What is needed: The first line of the entries below, the line containing "pub fn notes_for(store: &dyn", and every line between them should be repeated exactly, and nothing else.

Stored items:
----
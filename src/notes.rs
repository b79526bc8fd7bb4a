use std::collections::{BTreeMap, HashMap};
use std::fs;
use std::path::{Path, PathBuf};
use std::sync::Mutex;

use anyhow::{Context, Result};
use log::{info, warn};
use rusqlite::{Connection, OptionalExtension, params};
use serde::{Deserialize, Serialize};

use crate::state::Slide;

const DATA_DIR: &str = "opposition_planner";
const NOTES_FILE: &str = "analyst_comments.json";
const NOTES_DB: &str = "analyst_comments.sqlite";
const NOTES_VERSION: u32 = 1;
const KEY_PREFIX: &str = "analyst_comments_";

/// Per-key analyst comment storage. Writing a blank value removes the key.
pub trait NotesStore: Send + Sync {
    fn get(&self, key: &str) -> Result<Option<String>>;
    fn set(&self, key: &str, value: &str) -> Result<()>;
}

pub fn comment_key(slide: &Slide) -> String {
    format!("{KEY_PREFIX}{}", slide.slide_id())
}

/// The slide's saved comment, if it has any non-blank text. Read failures
/// are logged and treated as no comment.
pub fn notes_for(store: &dyn NotesStore, slide: &Slide) -> Option<String> {
    match store.get(&comment_key(slide)) {
        Ok(value) => value.filter(|v| !v.trim().is_empty()),
        Err(err) => {
            warn!("notes read failed for {}: {err:#}", slide.slide_id());
            None
        }
    }
}

#[derive(Debug, Clone, Copy, PartialEq, Eq, Default)]
pub enum NotesBackend {
    #[default]
    File,
    Sqlite,
    Memory,
}

impl NotesBackend {
    pub fn parse(raw: &str) -> Option<Self> {
        match raw.trim().to_lowercase().as_str() {
            "file" | "json" => Some(NotesBackend::File),
            "sqlite" | "db" => Some(NotesBackend::Sqlite),
            "memory" | "mem" => Some(NotesBackend::Memory),
            _ => None,
        }
    }

    pub fn from_env() -> Self {
        std::env::var("OPP_NOTES_BACKEND")
            .ok()
            .and_then(|raw| Self::parse(&raw))
            .unwrap_or_default()
    }
}

/// `$XDG_CACHE_HOME/opposition_planner`, falling back to `~/.cache`.
pub fn data_dir() -> Option<PathBuf> {
    if let Ok(base) = std::env::var("XDG_CACHE_HOME") {
        if !base.trim().is_empty() {
            return Some(PathBuf::from(base).join(DATA_DIR));
        }
    }
    let home = std::env::var("HOME").ok()?;
    if home.trim().is_empty() {
        return None;
    }
    Some(PathBuf::from(home).join(".cache").join(DATA_DIR))
}

/// Opens the configured backend under the data directory. Without a usable
/// directory the notes live in memory for this run only.
pub fn open_notes_store(backend: NotesBackend) -> Result<Box<dyn NotesStore>> {
    let dir = match (backend, data_dir()) {
        (NotesBackend::Memory, _) => return Ok(Box::new(MemoryNotes::default())),
        (_, Some(dir)) => dir,
        (_, None) => {
            warn!("no cache directory available; analyst notes will not persist");
            return Ok(Box::new(MemoryNotes::default()));
        }
    };
    let store: Box<dyn NotesStore> = match backend {
        NotesBackend::Sqlite => Box::new(SqliteNotes::open(&dir.join(NOTES_DB))?),
        _ => Box::new(FileNotes::open(dir.join(NOTES_FILE))),
    };
    info!("analyst notes backend: {backend:?} in {}", dir.display());
    Ok(store)
}

#[derive(Default)]
pub struct MemoryNotes {
    entries: Mutex<HashMap<String, String>>,
}

impl NotesStore for MemoryNotes {
    fn get(&self, key: &str) -> Result<Option<String>> {
        let guard = self
            .entries
            .lock()
            .map_err(|_| anyhow::anyhow!("notes lock poisoned"))?;
        Ok(guard.get(key).cloned())
    }

    fn set(&self, key: &str, value: &str) -> Result<()> {
        let mut guard = self
            .entries
            .lock()
            .map_err(|_| anyhow::anyhow!("notes lock poisoned"))?;
        if value.trim().is_empty() {
            guard.remove(key);
        } else {
            guard.insert(key.to_string(), value.to_string());
        }
        Ok(())
    }
}

#[derive(Debug, Clone, Serialize, Deserialize, Default)]
struct NotesFile {
    version: u32,
    comments: BTreeMap<String, String>,
}

/// Whole-file JSON store, rewritten through a temp file on every change.
pub struct FileNotes {
    path: PathBuf,
    entries: Mutex<BTreeMap<String, String>>,
}

impl FileNotes {
    /// A missing, unreadable or older-version file starts empty.
    pub fn open(path: PathBuf) -> Self {
        let entries = load_notes_file(&path)
            .filter(|file| file.version == NOTES_VERSION)
            .map(|file| file.comments)
            .unwrap_or_default();
        Self {
            path,
            entries: Mutex::new(entries),
        }
    }

    fn save(&self, comments: &BTreeMap<String, String>) -> Result<()> {
        if let Some(dir) = self.path.parent() {
            fs::create_dir_all(dir)
                .with_context(|| format!("create notes dir {}", dir.display()))?;
        }
        let file = NotesFile {
            version: NOTES_VERSION,
            comments: comments.clone(),
        };
        let json = serde_json::to_string_pretty(&file).context("serialize notes")?;
        let tmp = self.path.with_extension("json.tmp");
        fs::write(&tmp, json).with_context(|| format!("write {}", tmp.display()))?;
        fs::rename(&tmp, &self.path)
            .with_context(|| format!("replace {}", self.path.display()))?;
        Ok(())
    }
}

impl NotesStore for FileNotes {
    fn get(&self, key: &str) -> Result<Option<String>> {
        let guard = self
            .entries
            .lock()
            .map_err(|_| anyhow::anyhow!("notes lock poisoned"))?;
        Ok(guard.get(key).cloned())
    }

    fn set(&self, key: &str, value: &str) -> Result<()> {
        let mut guard = self
            .entries
            .lock()
            .map_err(|_| anyhow::anyhow!("notes lock poisoned"))?;
        if value.trim().is_empty() {
            guard.remove(key);
        } else {
            guard.insert(key.to_string(), value.to_string());
        }
        self.save(&guard)
    }
}

fn load_notes_file(path: &Path) -> Option<NotesFile> {
    let raw = fs::read_to_string(path).ok()?;
    serde_json::from_str::<NotesFile>(&raw).ok()
}

pub struct SqliteNotes {
    conn: Mutex<Connection>,
}

impl SqliteNotes {
    pub fn open(path: &Path) -> Result<Self> {
        if let Some(parent) = path.parent() {
            fs::create_dir_all(parent).ok();
        }
        let conn =
            Connection::open(path).with_context(|| format!("open sqlite db {}", path.display()))?;
        init_schema(&conn)?;
        Ok(Self {
            conn: Mutex::new(conn),
        })
    }

    pub fn in_memory() -> Result<Self> {
        let conn = Connection::open_in_memory().context("open in-memory sqlite")?;
        init_schema(&conn)?;
        Ok(Self {
            conn: Mutex::new(conn),
        })
    }
}

fn init_schema(conn: &Connection) -> Result<()> {
    conn.execute_batch(
        r#"
        CREATE TABLE IF NOT EXISTS analyst_comments (
            comment_key TEXT PRIMARY KEY,
            body TEXT NOT NULL,
            updated_at TEXT NOT NULL
        );
        "#,
    )
    .context("create sqlite schema")?;
    Ok(())
}

impl NotesStore for SqliteNotes {
    fn get(&self, key: &str) -> Result<Option<String>> {
        let conn = self
            .conn
            .lock()
            .map_err(|_| anyhow::anyhow!("notes db lock poisoned"))?;
        conn.query_row(
            "SELECT body FROM analyst_comments WHERE comment_key = ?1",
            params![key],
            |row| row.get::<_, String>(0),
        )
        .optional()
        .with_context(|| format!("read comment {key}"))
    }

    fn set(&self, key: &str, value: &str) -> Result<()> {
        let conn = self
            .conn
            .lock()
            .map_err(|_| anyhow::anyhow!("notes db lock poisoned"))?;
        if value.trim().is_empty() {
            conn.execute(
                "DELETE FROM analyst_comments WHERE comment_key = ?1",
                params![key],
            )
            .with_context(|| format!("delete comment {key}"))?;
        } else {
            let now = chrono::Utc::now().to_rfc3339();
            conn.execute(
                r#"
                INSERT INTO analyst_comments (comment_key, body, updated_at)
                VALUES (?1, ?2, ?3)
                ON CONFLICT(comment_key) DO UPDATE SET
                    body = excluded.body,
                    updated_at = excluded.updated_at
                "#,
                params![key, value, now],
            )
            .with_context(|| format!("write comment {key}"))?;
        }
        Ok(())
    }
}

#[cfg(test)]
mod tests {
    use super::*;
    use crate::state::SlideKind;

    #[test]
    fn keys_follow_slide_identity() {
        let slide = Slide::new(SlideKind::Venue, "Wankhede Stadium", 3);
        assert_eq!(comment_key(&slide), "analyst_comments_venue_Wankhede Stadium");
    }

    #[test]
    fn blank_write_clears() {
        let store = MemoryNotes::default();
        store.set("k", "text").expect("set");
        store.set("k", "   ").expect("clear");
        assert_eq!(store.get("k").expect("get"), None);
    }

    #[test]
    fn backend_names() {
        assert_eq!(NotesBackend::parse("SQLite"), Some(NotesBackend::Sqlite));
        assert_eq!(NotesBackend::parse("redis"), None);
    }
}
----
Written solution:
filename src/notes.rs
repository b79526bc8fd7bb4a
use std::collections::{BTreeMap, HashMap};
use std::fs;
use std::path::{Path, PathBuf};
use std::sync::Mutex;

use anyhow::{Context, Result};
use log::{info, warn};
use rusqlite::{Connection, OptionalExtension, params};
use serde::{Deserialize, Serialize};

use crate::state::Slide;

const DATA_DIR: &str = "opposition_planner";
const NOTES_FILE: &str = "analyst_comments.json";
const NOTES_DB: &str = "analyst_comments.sqlite";
const NOTES_VERSION: u32 = 1;
const KEY_PREFIX: &str = "analyst_comments_";

/// Per-key analyst comment storage. Writing a blank value removes the key.
pub trait NotesStore: Send + Sync {
    fn get(&self, key: &str) -> Result<Option<String>>;
    fn set(&self, key: &str, value: &str) -> Result<()>;
}

pub fn comment_key(slide: &Slide) -> String {
    format!("{KEY_PREFIX}{}", slide.slide_id())
}

/// The slide's saved comment, if it has any non-blank text. Read failures
/// are logged and treated as no comment.
pub fn notes_for(store: &dyn NotesStore, slide: &Slide) -> Option<String> {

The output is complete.